The Bonneville County Prosecutor’s Office and Bean are not involved in the Rigby Middle School case. Bean sat down with EastIdahoNews.com to explain the juvenile corrections system in Idaho and why such cases are often sealed.

The case against the girl could already have begun its process in the juvenile court system, but because of her age, the case would be sealed. Idaho Law seals all juvenile cases for those 13 years old or younger to protect the child’s privacy rights.

However, “there are reasons you can unseal a case,” Bean said.

Someone wishing to make a case public would have to file a document asking a judge to consider if the public’s right to know outweighs the juvenile’s right to privacy. The judge would have to consider factors such as the age of the juvenile, the seriousness of the offense and the juvenile’s previous history.

“Our starting point in the juvenile world is that we can intervene in this kid’s life and make it so they’re a competent adult later,” Bean said. “But that doesn’t always work. Sometimes what they do is a little bit beyond the normal.”

Bean said in cases like that, a judge would have to weigh those factors and decide if the public’s right to know outweighs the juvenile’s privacy and need for rehabilitation.

When a prosecutor believes a juvenile breaks the law, some low-level misdemeanor offenses can be handled through diversion programs designed to keep the case out of court while helping the juvenile from committing further offenses.

In more serious incidents that would be the same as a felony in adult cases, prosecutors often file a juvenile petition. Bean said the document outlines the teen or child’s alleged illegal actions. Bean further said they are not charged with a crime but are violating a law through the Idaho Juvenile Correction Act.

Most of the time, such cases remain in the juvenile court system, where a judge determines if any violations of the law were committed. If so, a judge can give out a sentence ranging from probation, community service or even detention in a juvenile corrections facility.

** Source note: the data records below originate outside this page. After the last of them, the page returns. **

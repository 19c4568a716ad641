use std::fs;
use std::path::{Path, PathBuf};
use std::process::Command;
use tempfile::TempDir;

fn svo_binary() -> PathBuf {
    PathBuf::from(env!("CARGO_BIN_EXE_svo"))
}

fn write_fits(path: &Path, cards: &[&str]) {
    let mut text: String = cards.iter().map(|c| format!("{:<80}", c)).collect();
    text.push_str(&format!("{:<80}", "END"));
    let len = text.len().div_ceil(2880) * 2880;
    let mut bytes = text.into_bytes();
    bytes.resize(len, b' ');
    fs::write(path, bytes).unwrap();
}

fn setup_test_env() -> (TempDir, PathBuf) {
    let tmp = TempDir::new().unwrap();
    let root = tmp.path().to_path_buf();

    let data_dir = root.join("data");
    fs::create_dir_all(&data_dir).unwrap();
    for (name, date, exptime) in [
        ("swap_a.fits", "2021-06-01T12:00:00", "10.0"),
        ("swap_b.fits", "2021-06-01T12:01:40", "10.0"),
        ("swap_c.fits", "2021-06-01T12:03:20", "12.5"),
    ] {
        let date_obs = format!("DATE-OBS= '{}' / [UTC] start of observation", date);
        let exptime = format!("EXPTIME = {:>20} / [s] exposure time", exptime);
        write_fits(
            &data_dir.join(name),
            &[
                "SIMPLE  =                    T",
                "BITPIX  =                    8",
                "NAXIS   =                    0",
                date_obs.as_str(),
                exptime.as_str(),
                "WAVELNTH=                  174 / [Angstrom] wavelength",
                "CHECKSUM= 'ZZZZ'",
            ],
        );
    }

    // Nothing listens on port 9: catalog calls fail fast.
    let config_content = format!(
        r#"[catalog]
url = "http://127.0.0.1:9/service/api/svo"
auth_file = "{root}/missing_auth"
timeout_secs = 5

[datasets.swap]
name = "SWAP level 1"
source = "fits_file"
base_file_path = "{root}/data"
base_file_url = "https://proba2.oma.be/swap/data/bsd/"

[datasets.swap.fields]
wavemin = {{ rule = "divide", field = "wavelnth", by = 10 }}

[datasets.lars]
name = "LARS level 1"
source = "tap"

[datasets.lars.tap]
service_url = "http://127.0.0.1:9/tap"
table = "lars.epn_core"
"#,
        root = root.display()
    );

    let config_path = root.join("svo.toml");
    fs::write(&config_path, config_content).unwrap();

    (tmp, config_path)
}

fn run_svo(config_path: &Path, args: &[&str]) -> (String, String, bool) {
    let binary = svo_binary();
    let output = Command::new(&binary)
        .arg("--config")
        .arg(config_path.to_str().unwrap())
        .args(args)
        .env_remove("RUST_LOG")
        .output()
        .unwrap_or_else(|e| panic!("Failed to run svo binary at {:?}: {}", binary, e));

    let stdout = String::from_utf8_lossy(&output.stdout).to_string();
    let stderr = String::from_utf8_lossy(&output.stderr).to_string();
    let success = output.status.success();
    (stdout, stderr, success)
}

#[test]
fn test_datasets_lists_configured_datasets() {
    let (_tmp, config_path) = setup_test_env();

    let (stdout, stderr, success) = run_svo(&config_path, &["datasets"]);
    assert!(success, "datasets failed: stdout={}, stderr={}", stdout, stderr);
    assert!(stdout.contains("KEY"));
    assert!(stdout.contains("SWAP level 1"));
    assert!(stdout.contains("fits_file"));
    assert!(stdout.contains("lars.epn_core"));
}

#[test]
fn test_missing_config_file() {
    let tmp = TempDir::new().unwrap();
    let (_, stderr, success) = run_svo(&tmp.path().join("nope.toml"), &["datasets"]);
    assert!(!success);
    assert!(stderr.contains("Failed to read config file"));
}

#[test]
fn test_invalid_config_is_rejected() {
    let tmp = TempDir::new().unwrap();
    let config_path = tmp.path().join("svo.toml");
    fs::write(
        &config_path,
        r#"[datasets.eit]
name = "EIT level 0"
source = "fits_url"

[datasets.eit.fits]
header_size = 1000
"#,
    )
    .unwrap();

    let (_, stderr, success) = run_svo(&config_path, &["datasets"]);
    assert!(!success);
    assert!(stderr.contains("multiple of 2880"));
}

#[test]
fn test_submit_unknown_dataset() {
    let (_tmp, config_path) = setup_test_env();

    let (_, stderr, success) = run_svo(&config_path, &["submit", "aia", "x.fits"]);
    assert!(!success);
    assert!(stderr.contains("Unknown dataset"));
    assert!(stderr.contains("swap, lars"));
}

#[test]
fn test_submit_fails_when_catalog_unreachable() {
    let (tmp, config_path) = setup_test_env();
    let pattern = format!("{}/data/*.fits", tmp.path().display());

    let (stdout, stderr, success) = run_svo(
        &config_path,
        &["submit", "swap", &pattern, "--dry-run", "--progress", "off"],
    );
    assert!(!success);
    assert!(stdout.is_empty());
    assert!(stderr.contains("Could not create provider for dataset \"swap\""));
}

#[test]
fn test_inspect_fits_writes_definitions() {
    let (tmp, config_path) = setup_test_env();
    let output = tmp.path().join("keywords.json");
    let pattern_a = format!("{}/data/swap_a.fits", tmp.path().display());
    let pattern_c = format!("{}/data/swap_c.fits", tmp.path().display());

    let (stdout, stderr, success) = run_svo(
        &config_path,
        &[
            "inspect",
            "fits",
            &pattern_a,
            &pattern_c,
            "--non-interactive",
            "--exclude",
            "naxis",
            "--output",
            output.to_str().unwrap(),
        ],
    );
    assert!(success, "inspect failed: stdout={}, stderr={}", stdout, stderr);

    let text = fs::read_to_string(&output).unwrap();
    let definitions: serde_json::Value = serde_json::from_str(&text).unwrap();
    let names: Vec<&str> = definitions
        .as_array()
        .unwrap()
        .iter()
        .map(|d| d["name"].as_str().unwrap())
        .collect();
    assert_eq!(names, vec!["date_obs", "exptime", "wavelnth"]);
    assert_eq!(definitions[0]["type"], "time (ISO 8601)");
    assert_eq!(definitions[0]["unit"], "UTC");
    assert_eq!(definitions[1]["type"], "real");
    assert_eq!(definitions[1]["unit"], "s");
    assert_eq!(definitions[2]["type"], "integer");
    assert_eq!(definitions[2]["description"], "wavelength");
}

#[test]
fn test_inspect_fits_resumes_from_backup() {
    let (tmp, config_path) = setup_test_env();
    let output = tmp.path().join("keywords.json");
    let backup = tmp.path().join("backup.json");
    let file = format!("{}/data/swap_b.fits", tmp.path().display());
    let args = [
        "inspect",
        "fits",
        file.as_str(),
        "--non-interactive",
        "--backup",
        backup.to_str().unwrap(),
        "--output",
        output.to_str().unwrap(),
    ];

    let (_, stderr, success) = run_svo(&config_path, &args);
    assert!(success, "first inspect failed: {}", stderr);
    assert!(backup.exists());

    let (_, stderr, success) = run_svo(&config_path, &args);
    assert!(success, "second inspect failed: {}", stderr);
    assert!(stderr.contains("was already processed"));
    let text = fs::read_to_string(&output).unwrap();
    assert!(text.contains("\"exptime\""));
}

#[test]
fn test_help_lists_commands() {
    let output = Command::new(svo_binary()).arg("--help").output().unwrap();
    assert!(output.status.success());
    let stdout = String::from_utf8_lossy(&output.stdout);
    for command in ["datasets", "keywords", "submit", "inspect"] {
        assert!(stdout.contains(command), "missing {} in help", command);
    }
}
#[derive(Debug, Error)]
pub enum FitsError {
    #[error("I/O error: {0}")]
    Io(#[from] std::io::Error),
    #[error("Couldn't open {}: {fits_error}", fits_filename.display())]
    Open {
        fits_error: Box<fitsio::errors::Error>,
        fits_filename: PathBuf,
    },
    #[error("HDU {hdu} not found in {}: {fits_error}", fits_filename.display())]
    HduNotFound {
        hdu: HduSelector,
        fits_error: Box<fitsio::errors::Error>,
        fits_filename: PathBuf,
    },
    #[error("{}: couldn't read header card {card}: {fits_error}", fits_filename.display())]
    Card {
        card: usize,
        fits_error: Box<fitsio::errors::Error>,
        fits_filename: PathBuf,
    },
    #[error("{}: couldn't read the long string of {keyword}: {reason}", fits_filename.display())]
    LongString {
        keyword: String,
        reason: String,
        fits_filename: PathBuf,
    },
    #[error("header is truncated: no header bytes in the response")]
    Truncated,
    #[error("could not fetch header from {url}: {reason}")]
    Fetch { url: String, reason: String },
}

/// One parsed header card.
#[derive(Debug, Clone, PartialEq)]
pub struct Card {
    pub keyword: String,
    pub value: RawValue,
    pub comment: Option<String>,
}

impl Card {
    pub fn is_commentary(&self) -> bool {
        COMMENTARY_KEYWORDS.contains(&self.keyword.as_str())
    }
}

/// An ordered FITS header.
///
/// Keeps the original card images so the header text can be reproduced
/// exactly, even after keywords are promoted from comments.
#[derive(Debug, Clone, Default)]
pub struct FitsHeader {
    cards: Vec<Card>,
    images: Vec<String>,
}
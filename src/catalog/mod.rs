//! Catalog abstraction.
//!
//! The [`Catalog`] trait is everything the provider needs from the central
//! registry: dataset identity, keyword definitions, existence checks and the
//! create/update calls. [`rest::RestCatalog`] talks to the registry's REST
//! API; [`memory::InMemoryCatalog`] keeps everything in process for tests
//! and offline runs.
//!
//! Implementations must be `Send + Sync` to work with async runtimes.

pub mod memory;
pub mod rest;

use async_trait::async_trait;
use serde::{Deserialize, Serialize};
use thiserror::Error;

use crate::models::{KeywordDefinition, Resource};

#[derive(Debug, Error)]
pub enum CatalogError {
    /// Transport failure or an error response. Carries the HTTP status and
    /// response body when there was one.
    #[error("{0}")]
    Communication(String),
    #[error("{kind} \"{name}\" not found")]
    NotFound { kind: &'static str, name: String },
    #[error("invalid authentication file {path}: {reason}")]
    Auth { path: String, reason: String },
}

/// Reference to the metadata resource of a dataset.
#[derive(Debug, Clone, PartialEq, Eq, Serialize, Deserialize)]
pub struct MetadataResourceRef {
    pub resource_uri: String,
}

/// Dataset identity as returned by the catalog.
#[derive(Debug, Clone, PartialEq, Eq, Serialize, Deserialize)]
pub struct DatasetInfo {
    pub name: String,
    pub resource_uri: String,
    pub metadata: MetadataResourceRef,
}

/// An existing data location record.
#[derive(Debug, Clone, PartialEq, Eq, Serialize, Deserialize)]
pub struct DataLocationRecord {
    pub resource_uri: String,
    pub file_url: String,
}

/// An existing metadata record.
#[derive(Debug, Clone, PartialEq, Eq, Serialize, Deserialize)]
pub struct MetadataRecord {
    pub resource_uri: String,
    pub oid: String,
}

/// Abstract registry backend.
///
/// # Operations
///
/// | Method | Purpose |
/// |--------|---------|
/// | [`get_dataset`](Catalog::get_dataset) | Dataset identity and metadata resource |
/// | [`get_keywords`](Catalog::get_keywords) | Keyword definitions of a dataset |
/// | [`find_data_location`](Catalog::find_data_location) | Existing location for a file URL |
/// | [`find_metadata`](Catalog::find_metadata) | Existing metadata for an oid |
/// | [`create_metadata`](Catalog::create_metadata) | Create metadata (and a nested location) |
/// | [`update_metadata`](Catalog::update_metadata) | Patch existing metadata |
#[async_trait]
pub trait Catalog: Send + Sync {
    async fn get_dataset(&self, name: &str) -> Result<DatasetInfo, CatalogError>;

    async fn get_keywords(&self, dataset_name: &str)
        -> Result<Vec<KeywordDefinition>, CatalogError>;

    /// The location already registered for `(dataset, file_url)`, if any.
    async fn find_data_location(
        &self,
        dataset: &DatasetInfo,
        file_url: &str,
    ) -> Result<Option<DataLocationRecord>, CatalogError>;

    async fn find_metadata(
        &self,
        dataset: &DatasetInfo,
        oid: &str,
    ) -> Result<Option<MetadataRecord>, CatalogError>;

    /// Create a metadata record. Returns its resource URI, when the catalog
    /// reports one.
    async fn create_metadata(
        &self,
        dataset: &DatasetInfo,
        resource: &Resource,
    ) -> Result<Option<String>, CatalogError>;

    /// Patch the metadata record `oid`. Returns its resource URI.
    async fn update_metadata(
        &self,
        dataset: &DatasetInfo,
        oid: &str,
        resource: &Resource,
    ) -> Result<String, CatalogError>;
}
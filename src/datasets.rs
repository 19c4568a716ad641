use anyhow::Result;

use crate::config::{Config, DatasetConfig};
use crate::models::KeywordSet;

/// Where the items of a dataset are read from, for listings.
fn origin(dataset: &DatasetConfig) -> String {
    match &dataset.tap {
        Some(tap) => format!("{} ({})", tap.service_url, tap.table),
        None => dataset
            .base_file_url
            .clone()
            .or_else(|| {
                dataset
                    .base_file_path
                    .as_ref()
                    .map(|p| p.display().to_string())
            })
            .unwrap_or_else(|| "-".to_string()),
    }
}

pub fn list_datasets(config: &Config) -> Result<()> {
    if config.datasets.is_empty() {
        println!("No datasets configured.");
        return Ok(());
    }

    println!("{:<16} {:<24} {:<10} ORIGIN", "KEY", "NAME", "SOURCE");
    for (key, dataset) in &config.datasets {
        println!(
            "{:<16} {:<24} {:<10} {}",
            key,
            dataset.name,
            dataset.source.as_str(),
            origin(dataset)
        );
    }

    Ok(())
}

pub fn print_keywords(dataset: &str, keywords: &KeywordSet) {
    println!("{} keywords for {}", keywords.len(), dataset);
    println!(
        "{:<20} {:<20} {:<16} {:<12} DESCRIPTION",
        "NAME", "VERBOSE NAME", "TYPE", "UNIT"
    );
    for keyword in keywords.iter() {
        println!(
            "{:<20} {:<20} {:<16} {:<12} {}",
            keyword.name,
            keyword.verbose_name,
            keyword.keyword_type.as_str(),
            keyword.unit.as_deref().unwrap_or("-"),
            keyword.description.as_deref().unwrap_or("")
        );
    }
}
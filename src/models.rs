//! Core data models used throughout the provider.
//!
//! These types represent the keyword definitions, raw source values, and
//! resource payloads that flow through the extraction and submission
//! pipeline.

use std::fmt;
use std::fmt::Write as _;
use std::path::PathBuf;

use chrono::NaiveDateTime;
use indexmap::IndexMap;
use serde::{Deserialize, Serialize, Serializer};

use crate::votable::TapRecord;

/// Serialization format for time values sent to the catalog.
pub const ISO_8601_FORMAT: &str = "%Y-%m-%dT%H:%M:%S%.f";

/// The five value types a catalog keyword can declare.
#[derive(Debug, Clone, Copy, PartialEq, Eq, Hash, Serialize, Deserialize)]
pub enum KeywordType {
    #[serde(rename = "text")]
    Text,
    #[serde(rename = "boolean")]
    Boolean,
    #[serde(rename = "integer")]
    Integer,
    #[serde(rename = "real")]
    Real,
    #[serde(rename = "time (ISO 8601)", alias = "time")]
    Time,
}

impl KeywordType {
    pub const ALL: [KeywordType; 5] = [
        KeywordType::Text,
        KeywordType::Boolean,
        KeywordType::Integer,
        KeywordType::Real,
        KeywordType::Time,
    ];

    /// The name the catalog uses for this type.
    pub fn as_str(&self) -> &'static str {
        match self {
            KeywordType::Text => "text",
            KeywordType::Boolean => "boolean",
            KeywordType::Integer => "integer",
            KeywordType::Real => "real",
            KeywordType::Time => "time (ISO 8601)",
        }
    }
}

impl fmt::Display for KeywordType {
    fn fmt(&self, f: &mut fmt::Formatter<'_>) -> fmt::Result {
        f.write_str(self.as_str())
    }
}

impl std::str::FromStr for KeywordType {
    type Err = String;

    fn from_str(s: &str) -> Result<Self, Self::Err> {
        match s.trim() {
            "text" => Ok(KeywordType::Text),
            "boolean" => Ok(KeywordType::Boolean),
            "integer" => Ok(KeywordType::Integer),
            "real" => Ok(KeywordType::Real),
            "time" | "time (ISO 8601)" => Ok(KeywordType::Time),
            other => Err(format!("unknown keyword type '{}'", other)),
        }
    }
}

/// Dataset-scoped schema entry mapping a canonical field name to its raw
/// name in the source.
///
/// Catalog responses carry more attributes (`resource_uri`, `dataset`, ...);
/// only the ones needed for extraction are kept.
#[derive(Debug, Clone, PartialEq, Serialize, Deserialize)]
pub struct KeywordDefinition {
    pub name: String,
    pub verbose_name: String,
    #[serde(rename = "type")]
    pub keyword_type: KeywordType,
    #[serde(default)]
    pub unit: Option<String>,
    #[serde(default)]
    pub description: Option<String>,
}

/// The keyword definitions of one dataset, keyed by canonical name.
///
/// Fetched once per batch and read-only afterwards.
#[derive(Debug, Clone, Default)]
pub struct KeywordSet {
    definitions: IndexMap<String, KeywordDefinition>,
}

impl KeywordSet {
    pub fn new(definitions: Vec<KeywordDefinition>) -> Self {
        Self {
            definitions: definitions
                .into_iter()
                .map(|d| (d.name.clone(), d))
                .collect(),
        }
    }

    pub fn get(&self, name: &str) -> Option<&KeywordDefinition> {
        self.definitions.get(name)
    }

    pub fn names(&self) -> impl Iterator<Item = &str> {
        self.definitions.keys().map(String::as_str)
    }

    pub fn iter(&self) -> impl Iterator<Item = &KeywordDefinition> {
        self.definitions.values()
    }

    pub fn len(&self) -> usize {
        self.definitions.len()
    }

    pub fn is_empty(&self) -> bool {
        self.definitions.is_empty()
    }
}

/// A scalar as it appears in a FITS card or a VOTable cell, before any
/// keyword-driven conversion.
#[derive(Debug, Clone, PartialEq, Serialize, Deserialize)]
pub enum RawValue {
    Null,
    Boolean(bool),
    Integer(i64),
    Real(f64),
    Text(String),
}

impl RawValue {
    pub fn is_null(&self) -> bool {
        matches!(self, RawValue::Null)
    }
}

impl fmt::Display for RawValue {
    fn fmt(&self, f: &mut fmt::Formatter<'_>) -> fmt::Result {
        match self {
            RawValue::Null => f.write_str("None"),
            RawValue::Boolean(true) => f.write_str("True"),
            RawValue::Boolean(false) => f.write_str("False"),
            RawValue::Integer(n) => write!(f, "{}", n),
            RawValue::Real(x) => write!(f, "{:?}", x),
            RawValue::Text(s) => f.write_str(s),
        }
    }
}

/// A canonical value of one of the five catalog types, or null.
#[derive(Debug, Clone, PartialEq)]
pub enum FieldValue {
    Null,
    Text(String),
    Boolean(bool),
    Integer(i64),
    Real(f64),
    Time(NaiveDateTime),
}

impl FieldValue {
    pub fn is_null(&self) -> bool {
        matches!(self, FieldValue::Null)
    }

    pub fn as_time(&self) -> Option<NaiveDateTime> {
        match self {
            FieldValue::Time(t) => Some(*t),
            _ => None,
        }
    }

    /// Numeric view of integer and real values.
    pub fn as_f64(&self) -> Option<f64> {
        match self {
            FieldValue::Integer(n) => Some(*n as f64),
            FieldValue::Real(x) => Some(*x),
            _ => None,
        }
    }

    pub fn as_text(&self) -> Option<&str> {
        match self {
            FieldValue::Text(s) => Some(s),
            _ => None,
        }
    }

    /// Render the value for templates. Times accept a strftime format.
    pub fn render(&self, format: Option<&str>) -> Result<String, String> {
        match (self, format) {
            (FieldValue::Time(t), Some(fmt)) => {
                let mut out = String::new();
                write!(out, "{}", t.format(fmt))
                    .map_err(|_| format!("invalid time format \"{}\"", fmt))?;
                Ok(out)
            }
            _ => Ok(self.to_string()),
        }
    }
}

impl fmt::Display for FieldValue {
    fn fmt(&self, f: &mut fmt::Formatter<'_>) -> fmt::Result {
        match self {
            FieldValue::Null => f.write_str("null"),
            FieldValue::Text(s) => f.write_str(s),
            FieldValue::Boolean(b) => write!(f, "{}", b),
            FieldValue::Integer(n) => write!(f, "{}", n),
            FieldValue::Real(x) => write!(f, "{}", x),
            FieldValue::Time(t) => write!(f, "{}", t.format(ISO_8601_FORMAT)),
        }
    }
}

impl Serialize for FieldValue {
    fn serialize<S: Serializer>(&self, serializer: S) -> Result<S::Ok, S::Error> {
        match self {
            FieldValue::Null => serializer.serialize_none(),
            FieldValue::Text(s) => serializer.serialize_str(s),
            FieldValue::Boolean(b) => serializer.serialize_bool(*b),
            FieldValue::Integer(n) => serializer.serialize_i64(*n),
            FieldValue::Real(x) if x.is_finite() => serializer.serialize_f64(*x),
            FieldValue::Real(_) => serializer.serialize_none(),
            FieldValue::Time(t) => {
                serializer.serialize_str(&t.format(ISO_8601_FORMAT).to_string())
            }
        }
    }
}

/// Field name to value mapping for a metadata resource, in extraction order.
pub type ResourceData = IndexMap<String, FieldValue>;

/// Where a data file lives.
#[derive(Debug, Clone, PartialEq, Serialize)]
pub struct DataLocation {
    pub file_url: String,
    pub file_size: u64,
    pub file_path: String,
    pub thumbnail_url: Option<String>,
    pub offline: bool,
}

/// The `data_location` member of a metadata payload: either a full new
/// record, or the resource URI of a record the catalog already has.
#[derive(Debug, Clone, PartialEq, Serialize)]
#[serde(untagged)]
pub enum DataLocationPayload {
    New {
        dataset: String,
        #[serde(flatten)]
        location: DataLocation,
    },
    Existing(String),
}

impl DataLocationPayload {
    pub fn file_url(&self) -> Option<&str> {
        match self {
            DataLocationPayload::New { location, .. } => Some(&location.file_url),
            DataLocationPayload::Existing(_) => None,
        }
    }
}

/// A merged metadata + data location resource ready for submission.
#[derive(Debug, Clone, PartialEq, Serialize)]
pub struct Resource {
    #[serde(flatten)]
    pub metadata: ResourceData,
    pub data_location: DataLocationPayload,
}

impl Resource {
    pub fn oid(&self) -> Option<&str> {
        self.metadata.get("oid").and_then(FieldValue::as_text)
    }

    pub fn to_json(&self) -> serde_json::Value {
        serde_json::to_value(self).unwrap_or(serde_json::Value::Null)
    }
}

/// One unit of batch input.
#[derive(Debug, Clone)]
pub enum InputItem {
    LocalFile(PathBuf),
    Url(String),
    Record(TapRecord),
}

impl fmt::Display for InputItem {
    fn fmt(&self, f: &mut fmt::Formatter<'_>) -> fmt::Result {
        match self {
            InputItem::LocalFile(path) => write!(f, "file \"{}\"", path.display()),
            InputItem::Url(url) => write!(f, "URL \"{}\"", url),
            InputItem::Record(record) => write!(f, "record \"{}\"", record.label()),
        }
    }
}

#[cfg(test)]
mod tests {
    use super::*;
    use chrono::NaiveDate;

    #[test]
    fn keyword_type_catalog_names() {
        let def: KeywordDefinition = serde_json::from_str(
            r#"{"name": "date_obs", "verbose_name": "DATE-OBS", "type": "time (ISO 8601)",
                "unit": null, "description": "Observation date", "resource_uri": "/x/1/"}"#,
        )
        .unwrap();
        assert_eq!(def.keyword_type, KeywordType::Time);
        assert_eq!(def.unit, None);
        assert_eq!("time".parse::<KeywordType>().unwrap(), KeywordType::Time);
        assert!("complex".parse::<KeywordType>().is_err());
    }

    #[test]
    fn field_value_serialization() {
        let t = NaiveDate::from_ymd_opt(2020, 5, 12)
            .unwrap()
            .and_hms_opt(1, 2, 3)
            .unwrap();
        assert_eq!(
            serde_json::to_value(FieldValue::Time(t)).unwrap(),
            serde_json::json!("2020-05-12T01:02:03")
        );
        assert_eq!(
            serde_json::to_value(FieldValue::Real(f64::NAN)).unwrap(),
            serde_json::Value::Null
        );
        assert_eq!(
            serde_json::to_value(FieldValue::Real(17.1)).unwrap(),
            serde_json::json!(17.1)
        );
    }

    #[test]
    fn time_rendering() {
        let t = NaiveDate::from_ymd_opt(2020, 5, 12)
            .unwrap()
            .and_hms_opt(1, 2, 3)
            .unwrap();
        let value = FieldValue::Time(t);
        assert_eq!(value.render(Some("%Y/%m/%d")).unwrap(), "2020/05/12");
        assert_eq!(value.render(None).unwrap(), "2020-05-12T01:02:03");
        assert!(value.render(Some("%Q")).is_err());
        assert_eq!(FieldValue::Integer(3).render(Some("%Q")).unwrap(), "3");
    }

    #[test]
    fn resource_flattens_metadata() {
        let mut metadata = ResourceData::new();
        metadata.insert("oid".into(), FieldValue::Text("20000101000000".into()));
        let resource = Resource {
            metadata,
            data_location: DataLocationPayload::Existing("/api/svo/data_location/1/".into()),
        };
        let json = resource.to_json();
        assert_eq!(json["oid"], "20000101000000");
        assert_eq!(json["data_location"], "/api/svo/data_location/1/");
        assert_eq!(resource.oid(), Some("20000101000000"));
    }

    #[test]
    fn new_data_location_payload_shape() {
        let payload = DataLocationPayload::New {
            dataset: "/api/svo/dataset/swap/".into(),
            location: DataLocation {
                file_url: "https://example.org/a.fits".into(),
                file_size: 10,
                file_path: "a.fits".into(),
                thumbnail_url: None,
                offline: false,
            },
        };
        let json = serde_json::to_value(&payload).unwrap();
        assert_eq!(json["dataset"], "/api/svo/dataset/swap/");
        assert_eq!(json["file_size"], 10);
        assert!(json["thumbnail_url"].is_null());
        assert_eq!(payload.file_url(), Some("https://example.org/a.fits"));
    }
}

“Sometimes we have to put kids into detention. It’s not to punish them. There are specific rules for detention and that is keeping the community safe, keeping the juvenile safe,” Bean said.

Some cases do not stay in the juvenile system, and those kids can be charged with a crime in adult court.

For teens 14 years old or older, allegations of murder, attempted murder and some other serious offenses automatically move to the adult system.

However, if the person is 13 years old or younger, a different process is followed. (Sixth-grade students are typically 11 or 12 years old.) Bean said a prosecutor would file a waiver asking a magistrate-level judge to review the case and send it to a higher court. The hearing would come with at least a 10-day notice and include a social summary. The summary includes background information about the juvenile such as family life, education, friends, hobbies, mental health needs and more.

If the judge decides to send a case to go through an adult court, the juvenile can then face adult punishment. However, if the case stays in the juvenile system, the longest the Department of Juvenile Connections can keep a teen or child in custody is until their 21st birthday.

Jefferson County Sheriff Steve Anderson also had no updates Tuesday. All of those hurt in the shooting have been released from the hospital.